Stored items
★ ★ ★ ★ ★ ★ ★
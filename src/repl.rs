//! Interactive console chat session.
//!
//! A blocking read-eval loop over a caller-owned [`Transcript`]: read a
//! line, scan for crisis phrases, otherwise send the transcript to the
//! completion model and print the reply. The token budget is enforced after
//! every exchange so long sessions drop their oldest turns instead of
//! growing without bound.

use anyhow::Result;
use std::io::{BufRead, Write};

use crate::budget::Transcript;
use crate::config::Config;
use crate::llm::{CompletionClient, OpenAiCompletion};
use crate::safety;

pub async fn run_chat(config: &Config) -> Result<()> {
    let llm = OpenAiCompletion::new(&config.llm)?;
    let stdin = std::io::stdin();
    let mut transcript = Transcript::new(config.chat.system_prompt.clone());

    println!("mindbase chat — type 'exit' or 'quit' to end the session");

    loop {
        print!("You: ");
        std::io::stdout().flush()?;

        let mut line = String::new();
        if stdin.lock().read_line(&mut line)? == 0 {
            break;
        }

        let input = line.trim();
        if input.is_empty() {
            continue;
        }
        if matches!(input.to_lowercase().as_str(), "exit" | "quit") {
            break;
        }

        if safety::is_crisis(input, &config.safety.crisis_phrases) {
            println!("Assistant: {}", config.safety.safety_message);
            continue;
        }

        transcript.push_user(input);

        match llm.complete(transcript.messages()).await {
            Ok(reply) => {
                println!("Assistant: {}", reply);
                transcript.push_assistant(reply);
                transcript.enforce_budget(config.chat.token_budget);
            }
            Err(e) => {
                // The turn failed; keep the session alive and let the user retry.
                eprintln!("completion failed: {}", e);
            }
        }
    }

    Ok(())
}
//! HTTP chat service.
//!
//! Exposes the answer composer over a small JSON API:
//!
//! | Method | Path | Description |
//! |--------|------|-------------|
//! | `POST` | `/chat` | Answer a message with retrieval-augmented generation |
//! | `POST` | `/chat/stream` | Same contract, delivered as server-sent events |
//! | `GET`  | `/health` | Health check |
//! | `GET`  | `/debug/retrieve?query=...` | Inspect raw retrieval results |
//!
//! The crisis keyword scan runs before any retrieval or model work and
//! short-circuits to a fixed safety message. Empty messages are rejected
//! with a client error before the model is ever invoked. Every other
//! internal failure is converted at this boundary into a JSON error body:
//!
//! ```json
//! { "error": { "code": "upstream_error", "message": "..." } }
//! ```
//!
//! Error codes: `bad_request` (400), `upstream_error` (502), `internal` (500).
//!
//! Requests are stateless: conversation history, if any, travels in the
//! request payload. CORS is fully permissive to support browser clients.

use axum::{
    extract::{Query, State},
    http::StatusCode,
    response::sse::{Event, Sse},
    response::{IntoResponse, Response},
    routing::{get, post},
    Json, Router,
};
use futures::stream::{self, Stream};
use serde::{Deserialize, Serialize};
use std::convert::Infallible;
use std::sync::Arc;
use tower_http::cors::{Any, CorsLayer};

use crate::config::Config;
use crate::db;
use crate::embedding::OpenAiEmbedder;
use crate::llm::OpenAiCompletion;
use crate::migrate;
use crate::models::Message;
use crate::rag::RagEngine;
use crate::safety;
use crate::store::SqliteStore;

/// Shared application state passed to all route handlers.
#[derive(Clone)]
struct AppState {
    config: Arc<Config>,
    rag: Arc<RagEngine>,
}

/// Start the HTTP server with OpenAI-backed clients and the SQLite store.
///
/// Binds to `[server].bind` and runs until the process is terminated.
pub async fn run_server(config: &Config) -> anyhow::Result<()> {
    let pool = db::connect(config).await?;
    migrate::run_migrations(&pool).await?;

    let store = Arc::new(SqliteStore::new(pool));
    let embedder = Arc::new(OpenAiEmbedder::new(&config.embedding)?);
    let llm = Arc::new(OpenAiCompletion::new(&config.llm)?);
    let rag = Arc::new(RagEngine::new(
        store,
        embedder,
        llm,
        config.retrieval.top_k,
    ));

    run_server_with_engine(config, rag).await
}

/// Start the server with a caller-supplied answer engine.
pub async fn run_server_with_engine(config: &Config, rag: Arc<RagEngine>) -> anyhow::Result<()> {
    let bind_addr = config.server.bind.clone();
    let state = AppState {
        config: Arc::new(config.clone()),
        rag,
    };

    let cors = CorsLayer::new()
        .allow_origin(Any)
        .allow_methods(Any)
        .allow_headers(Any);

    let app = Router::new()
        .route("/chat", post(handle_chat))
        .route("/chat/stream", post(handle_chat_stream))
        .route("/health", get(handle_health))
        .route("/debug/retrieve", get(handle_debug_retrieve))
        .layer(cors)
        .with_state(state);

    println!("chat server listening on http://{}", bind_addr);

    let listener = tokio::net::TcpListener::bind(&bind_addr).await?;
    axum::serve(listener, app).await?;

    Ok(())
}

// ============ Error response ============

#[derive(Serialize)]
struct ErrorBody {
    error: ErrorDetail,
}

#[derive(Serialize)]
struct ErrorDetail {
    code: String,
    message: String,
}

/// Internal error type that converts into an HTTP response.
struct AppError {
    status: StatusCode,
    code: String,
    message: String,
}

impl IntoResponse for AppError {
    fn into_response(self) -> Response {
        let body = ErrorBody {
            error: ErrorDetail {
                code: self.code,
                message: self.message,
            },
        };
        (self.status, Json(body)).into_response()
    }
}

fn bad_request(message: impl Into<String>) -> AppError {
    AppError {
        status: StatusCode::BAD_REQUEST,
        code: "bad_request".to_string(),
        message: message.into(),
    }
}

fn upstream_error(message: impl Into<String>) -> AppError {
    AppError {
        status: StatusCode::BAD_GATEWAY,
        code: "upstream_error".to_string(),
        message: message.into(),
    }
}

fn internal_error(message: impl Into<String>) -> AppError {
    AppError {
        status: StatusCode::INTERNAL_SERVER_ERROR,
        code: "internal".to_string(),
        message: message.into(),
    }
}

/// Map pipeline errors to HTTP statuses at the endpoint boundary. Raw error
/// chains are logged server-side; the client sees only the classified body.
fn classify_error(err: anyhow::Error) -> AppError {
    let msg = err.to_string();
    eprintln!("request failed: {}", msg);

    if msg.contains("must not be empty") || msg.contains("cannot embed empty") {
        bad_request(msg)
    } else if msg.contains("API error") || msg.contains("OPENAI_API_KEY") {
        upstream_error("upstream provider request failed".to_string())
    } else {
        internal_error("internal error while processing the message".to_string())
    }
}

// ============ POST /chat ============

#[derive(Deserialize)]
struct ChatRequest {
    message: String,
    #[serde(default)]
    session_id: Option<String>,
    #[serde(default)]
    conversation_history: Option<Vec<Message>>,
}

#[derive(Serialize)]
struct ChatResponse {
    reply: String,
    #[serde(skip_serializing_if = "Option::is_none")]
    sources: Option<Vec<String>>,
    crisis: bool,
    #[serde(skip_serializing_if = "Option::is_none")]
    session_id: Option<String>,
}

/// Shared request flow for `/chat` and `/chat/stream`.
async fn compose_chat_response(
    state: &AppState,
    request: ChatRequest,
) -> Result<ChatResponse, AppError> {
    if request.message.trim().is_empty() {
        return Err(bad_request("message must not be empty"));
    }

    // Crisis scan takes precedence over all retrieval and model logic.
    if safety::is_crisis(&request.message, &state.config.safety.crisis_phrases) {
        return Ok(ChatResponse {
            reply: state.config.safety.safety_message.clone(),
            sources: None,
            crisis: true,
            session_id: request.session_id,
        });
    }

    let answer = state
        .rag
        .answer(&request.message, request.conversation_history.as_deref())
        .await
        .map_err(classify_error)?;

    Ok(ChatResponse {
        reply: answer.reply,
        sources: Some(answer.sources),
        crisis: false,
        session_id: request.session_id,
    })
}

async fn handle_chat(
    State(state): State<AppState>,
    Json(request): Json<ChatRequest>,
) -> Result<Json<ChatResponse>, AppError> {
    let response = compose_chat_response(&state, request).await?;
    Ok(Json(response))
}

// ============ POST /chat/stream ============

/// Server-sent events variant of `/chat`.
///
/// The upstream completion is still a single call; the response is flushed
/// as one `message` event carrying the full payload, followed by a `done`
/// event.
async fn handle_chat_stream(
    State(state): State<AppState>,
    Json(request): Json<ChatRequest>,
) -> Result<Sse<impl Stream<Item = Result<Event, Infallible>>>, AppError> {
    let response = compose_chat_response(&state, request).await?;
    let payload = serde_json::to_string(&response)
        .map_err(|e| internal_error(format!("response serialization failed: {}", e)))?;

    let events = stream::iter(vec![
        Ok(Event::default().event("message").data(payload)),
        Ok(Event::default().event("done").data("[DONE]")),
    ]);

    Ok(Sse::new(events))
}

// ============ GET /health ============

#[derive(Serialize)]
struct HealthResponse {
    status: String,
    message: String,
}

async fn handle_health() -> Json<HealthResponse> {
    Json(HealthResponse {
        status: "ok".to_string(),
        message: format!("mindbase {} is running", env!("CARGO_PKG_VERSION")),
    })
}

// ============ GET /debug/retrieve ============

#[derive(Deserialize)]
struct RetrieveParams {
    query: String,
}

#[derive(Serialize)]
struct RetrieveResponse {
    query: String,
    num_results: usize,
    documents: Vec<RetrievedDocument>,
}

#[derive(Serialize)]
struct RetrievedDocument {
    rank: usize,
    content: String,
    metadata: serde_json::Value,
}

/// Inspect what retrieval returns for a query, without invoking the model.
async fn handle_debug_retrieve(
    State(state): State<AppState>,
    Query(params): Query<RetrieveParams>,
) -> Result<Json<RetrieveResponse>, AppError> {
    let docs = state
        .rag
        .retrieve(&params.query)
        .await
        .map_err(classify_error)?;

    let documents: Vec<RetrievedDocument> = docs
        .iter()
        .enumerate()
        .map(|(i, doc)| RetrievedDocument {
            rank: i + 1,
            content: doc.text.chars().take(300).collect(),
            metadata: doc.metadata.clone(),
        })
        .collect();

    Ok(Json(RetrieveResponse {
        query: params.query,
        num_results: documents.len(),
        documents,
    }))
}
★ ★ ★ ★ ★ ★ ★
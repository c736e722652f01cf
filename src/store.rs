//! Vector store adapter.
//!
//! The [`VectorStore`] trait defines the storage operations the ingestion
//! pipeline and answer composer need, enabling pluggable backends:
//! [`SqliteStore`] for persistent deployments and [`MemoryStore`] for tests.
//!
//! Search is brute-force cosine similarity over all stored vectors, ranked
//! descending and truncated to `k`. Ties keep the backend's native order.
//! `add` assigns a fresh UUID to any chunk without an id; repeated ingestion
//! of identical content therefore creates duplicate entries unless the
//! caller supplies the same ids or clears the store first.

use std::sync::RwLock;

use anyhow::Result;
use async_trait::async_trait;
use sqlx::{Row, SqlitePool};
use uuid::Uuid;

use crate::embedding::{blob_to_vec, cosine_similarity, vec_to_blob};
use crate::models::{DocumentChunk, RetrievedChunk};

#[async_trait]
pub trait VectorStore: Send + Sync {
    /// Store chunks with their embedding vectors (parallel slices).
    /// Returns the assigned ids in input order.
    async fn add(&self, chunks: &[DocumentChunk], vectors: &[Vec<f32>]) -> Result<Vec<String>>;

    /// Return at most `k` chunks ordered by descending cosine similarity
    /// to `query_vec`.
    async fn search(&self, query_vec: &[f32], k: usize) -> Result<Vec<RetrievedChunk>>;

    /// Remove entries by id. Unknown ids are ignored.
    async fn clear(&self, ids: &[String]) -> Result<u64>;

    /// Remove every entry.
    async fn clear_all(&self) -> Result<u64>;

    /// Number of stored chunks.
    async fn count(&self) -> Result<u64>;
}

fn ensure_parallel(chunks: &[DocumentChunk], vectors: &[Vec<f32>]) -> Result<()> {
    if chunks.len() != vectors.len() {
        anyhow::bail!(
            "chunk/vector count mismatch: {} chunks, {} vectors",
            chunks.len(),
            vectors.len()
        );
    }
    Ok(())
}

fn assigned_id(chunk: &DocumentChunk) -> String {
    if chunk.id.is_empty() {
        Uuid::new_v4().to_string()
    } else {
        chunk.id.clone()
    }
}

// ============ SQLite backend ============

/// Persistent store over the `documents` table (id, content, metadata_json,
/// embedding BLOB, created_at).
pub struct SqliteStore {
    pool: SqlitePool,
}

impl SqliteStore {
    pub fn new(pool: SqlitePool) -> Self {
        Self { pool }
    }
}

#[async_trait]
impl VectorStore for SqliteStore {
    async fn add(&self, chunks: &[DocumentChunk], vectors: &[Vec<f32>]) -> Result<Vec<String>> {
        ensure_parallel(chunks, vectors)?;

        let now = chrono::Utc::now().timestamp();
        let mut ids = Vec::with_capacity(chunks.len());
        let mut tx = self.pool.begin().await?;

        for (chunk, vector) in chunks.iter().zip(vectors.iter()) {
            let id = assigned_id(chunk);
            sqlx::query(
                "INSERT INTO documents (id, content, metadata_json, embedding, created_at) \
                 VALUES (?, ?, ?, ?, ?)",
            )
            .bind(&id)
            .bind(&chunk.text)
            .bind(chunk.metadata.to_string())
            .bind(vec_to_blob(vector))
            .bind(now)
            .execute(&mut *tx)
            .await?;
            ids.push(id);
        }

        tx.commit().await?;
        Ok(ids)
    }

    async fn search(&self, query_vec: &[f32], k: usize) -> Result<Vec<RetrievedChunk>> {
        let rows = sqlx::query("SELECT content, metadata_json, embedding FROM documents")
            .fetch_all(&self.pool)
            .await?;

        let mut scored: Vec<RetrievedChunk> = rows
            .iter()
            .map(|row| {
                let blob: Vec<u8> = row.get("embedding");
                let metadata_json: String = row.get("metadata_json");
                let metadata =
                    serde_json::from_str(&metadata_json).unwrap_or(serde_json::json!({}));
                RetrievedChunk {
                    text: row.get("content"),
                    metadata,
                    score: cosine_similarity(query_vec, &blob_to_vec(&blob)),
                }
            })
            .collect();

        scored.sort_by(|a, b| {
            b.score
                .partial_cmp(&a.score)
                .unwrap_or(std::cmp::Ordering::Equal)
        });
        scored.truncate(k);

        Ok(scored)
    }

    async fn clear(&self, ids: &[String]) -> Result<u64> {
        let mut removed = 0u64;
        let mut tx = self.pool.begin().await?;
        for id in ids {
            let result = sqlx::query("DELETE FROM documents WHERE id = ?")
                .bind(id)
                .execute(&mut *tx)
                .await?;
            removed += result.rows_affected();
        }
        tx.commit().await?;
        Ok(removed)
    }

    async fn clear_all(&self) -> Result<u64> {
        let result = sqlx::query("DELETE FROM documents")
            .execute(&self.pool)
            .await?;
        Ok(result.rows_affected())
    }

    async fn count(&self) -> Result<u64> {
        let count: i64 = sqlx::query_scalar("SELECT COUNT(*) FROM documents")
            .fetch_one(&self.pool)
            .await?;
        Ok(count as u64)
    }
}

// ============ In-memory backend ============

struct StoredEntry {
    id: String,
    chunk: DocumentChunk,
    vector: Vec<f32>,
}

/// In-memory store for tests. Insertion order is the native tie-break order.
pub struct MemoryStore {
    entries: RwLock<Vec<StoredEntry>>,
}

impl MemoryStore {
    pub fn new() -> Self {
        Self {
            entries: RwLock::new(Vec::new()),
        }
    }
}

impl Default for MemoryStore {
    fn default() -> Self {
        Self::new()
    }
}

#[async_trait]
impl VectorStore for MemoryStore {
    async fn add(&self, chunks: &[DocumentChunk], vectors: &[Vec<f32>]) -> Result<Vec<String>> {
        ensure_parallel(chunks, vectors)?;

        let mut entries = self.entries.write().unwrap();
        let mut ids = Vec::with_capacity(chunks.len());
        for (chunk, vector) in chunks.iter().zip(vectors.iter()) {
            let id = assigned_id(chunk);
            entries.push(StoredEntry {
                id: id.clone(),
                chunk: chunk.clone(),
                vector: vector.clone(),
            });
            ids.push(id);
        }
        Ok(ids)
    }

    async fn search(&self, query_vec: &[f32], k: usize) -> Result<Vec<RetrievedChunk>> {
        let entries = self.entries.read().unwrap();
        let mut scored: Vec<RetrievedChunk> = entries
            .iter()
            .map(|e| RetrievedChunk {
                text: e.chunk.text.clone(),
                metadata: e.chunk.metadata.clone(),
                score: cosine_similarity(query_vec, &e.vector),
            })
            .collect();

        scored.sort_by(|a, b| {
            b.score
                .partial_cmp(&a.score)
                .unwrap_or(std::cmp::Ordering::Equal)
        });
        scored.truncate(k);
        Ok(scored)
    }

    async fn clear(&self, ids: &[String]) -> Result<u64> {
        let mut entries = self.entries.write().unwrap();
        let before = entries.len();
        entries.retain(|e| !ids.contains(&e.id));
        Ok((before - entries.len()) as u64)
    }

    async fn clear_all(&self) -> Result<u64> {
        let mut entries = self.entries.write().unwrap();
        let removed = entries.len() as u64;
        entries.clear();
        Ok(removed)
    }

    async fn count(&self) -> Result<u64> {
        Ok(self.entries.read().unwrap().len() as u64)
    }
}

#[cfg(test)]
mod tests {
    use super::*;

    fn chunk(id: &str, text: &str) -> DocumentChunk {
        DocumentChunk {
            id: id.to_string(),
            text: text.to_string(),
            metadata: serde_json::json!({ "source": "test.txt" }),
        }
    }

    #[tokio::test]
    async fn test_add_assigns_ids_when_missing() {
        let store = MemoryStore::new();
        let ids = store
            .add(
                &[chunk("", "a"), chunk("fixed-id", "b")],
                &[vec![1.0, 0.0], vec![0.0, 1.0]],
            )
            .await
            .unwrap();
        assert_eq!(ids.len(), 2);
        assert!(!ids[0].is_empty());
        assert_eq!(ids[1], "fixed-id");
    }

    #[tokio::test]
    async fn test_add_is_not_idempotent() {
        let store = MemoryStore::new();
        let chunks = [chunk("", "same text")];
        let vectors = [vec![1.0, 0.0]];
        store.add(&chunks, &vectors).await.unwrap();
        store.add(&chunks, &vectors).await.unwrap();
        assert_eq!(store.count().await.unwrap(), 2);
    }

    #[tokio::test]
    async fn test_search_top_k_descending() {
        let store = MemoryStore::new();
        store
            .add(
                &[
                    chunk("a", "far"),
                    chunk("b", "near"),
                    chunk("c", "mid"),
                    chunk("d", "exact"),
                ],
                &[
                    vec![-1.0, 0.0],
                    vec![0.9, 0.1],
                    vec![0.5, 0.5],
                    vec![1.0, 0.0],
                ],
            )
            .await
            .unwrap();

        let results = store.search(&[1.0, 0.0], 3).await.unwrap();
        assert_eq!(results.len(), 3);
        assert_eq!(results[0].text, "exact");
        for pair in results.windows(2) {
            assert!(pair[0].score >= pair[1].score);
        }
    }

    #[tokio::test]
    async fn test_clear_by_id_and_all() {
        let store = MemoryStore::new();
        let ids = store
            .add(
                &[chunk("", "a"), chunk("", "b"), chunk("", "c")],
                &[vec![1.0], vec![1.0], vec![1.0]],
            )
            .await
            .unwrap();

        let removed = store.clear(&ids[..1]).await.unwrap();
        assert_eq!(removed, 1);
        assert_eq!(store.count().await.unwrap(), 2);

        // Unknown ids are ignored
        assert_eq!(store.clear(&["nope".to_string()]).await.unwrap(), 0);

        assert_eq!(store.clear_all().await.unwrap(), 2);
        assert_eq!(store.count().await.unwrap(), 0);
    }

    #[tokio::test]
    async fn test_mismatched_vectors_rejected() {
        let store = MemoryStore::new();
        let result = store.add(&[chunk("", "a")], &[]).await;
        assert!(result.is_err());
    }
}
★ ★ ★ ★ ★ ★ ★
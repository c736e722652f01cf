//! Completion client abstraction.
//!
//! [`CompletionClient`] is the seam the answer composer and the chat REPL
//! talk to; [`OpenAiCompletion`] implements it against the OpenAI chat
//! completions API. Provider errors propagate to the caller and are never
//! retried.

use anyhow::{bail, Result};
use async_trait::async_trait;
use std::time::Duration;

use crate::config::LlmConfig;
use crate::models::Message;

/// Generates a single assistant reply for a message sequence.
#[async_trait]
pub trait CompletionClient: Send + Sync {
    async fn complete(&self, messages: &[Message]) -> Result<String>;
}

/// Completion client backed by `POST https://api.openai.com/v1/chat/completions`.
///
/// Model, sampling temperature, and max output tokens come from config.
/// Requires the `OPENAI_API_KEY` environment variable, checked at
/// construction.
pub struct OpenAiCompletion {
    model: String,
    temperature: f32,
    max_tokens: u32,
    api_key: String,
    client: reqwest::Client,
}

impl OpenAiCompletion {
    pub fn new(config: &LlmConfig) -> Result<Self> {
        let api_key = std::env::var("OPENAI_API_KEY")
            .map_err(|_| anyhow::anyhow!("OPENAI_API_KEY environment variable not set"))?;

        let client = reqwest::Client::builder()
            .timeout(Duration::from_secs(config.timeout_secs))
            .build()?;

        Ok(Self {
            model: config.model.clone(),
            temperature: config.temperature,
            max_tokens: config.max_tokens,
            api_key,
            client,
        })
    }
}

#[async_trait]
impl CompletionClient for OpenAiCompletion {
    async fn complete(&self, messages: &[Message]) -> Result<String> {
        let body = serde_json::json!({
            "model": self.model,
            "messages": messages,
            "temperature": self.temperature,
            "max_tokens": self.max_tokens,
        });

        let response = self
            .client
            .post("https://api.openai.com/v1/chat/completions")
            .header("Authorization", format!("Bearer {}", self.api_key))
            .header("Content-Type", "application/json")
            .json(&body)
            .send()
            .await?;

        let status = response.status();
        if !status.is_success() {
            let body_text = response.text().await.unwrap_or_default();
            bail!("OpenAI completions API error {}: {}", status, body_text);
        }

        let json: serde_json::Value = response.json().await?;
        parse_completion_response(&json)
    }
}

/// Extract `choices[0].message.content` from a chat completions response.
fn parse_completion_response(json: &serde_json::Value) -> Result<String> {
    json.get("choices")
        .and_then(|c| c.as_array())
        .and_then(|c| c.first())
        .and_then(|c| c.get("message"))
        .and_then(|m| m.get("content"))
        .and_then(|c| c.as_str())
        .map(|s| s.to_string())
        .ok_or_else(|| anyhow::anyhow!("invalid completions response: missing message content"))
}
★ ★ ★ ★ ★ ★ ★
§ Exercise requirements:
Within the entries, determine the count of lines containing the string "ignored" and output it alone.

§ Exercise result:
2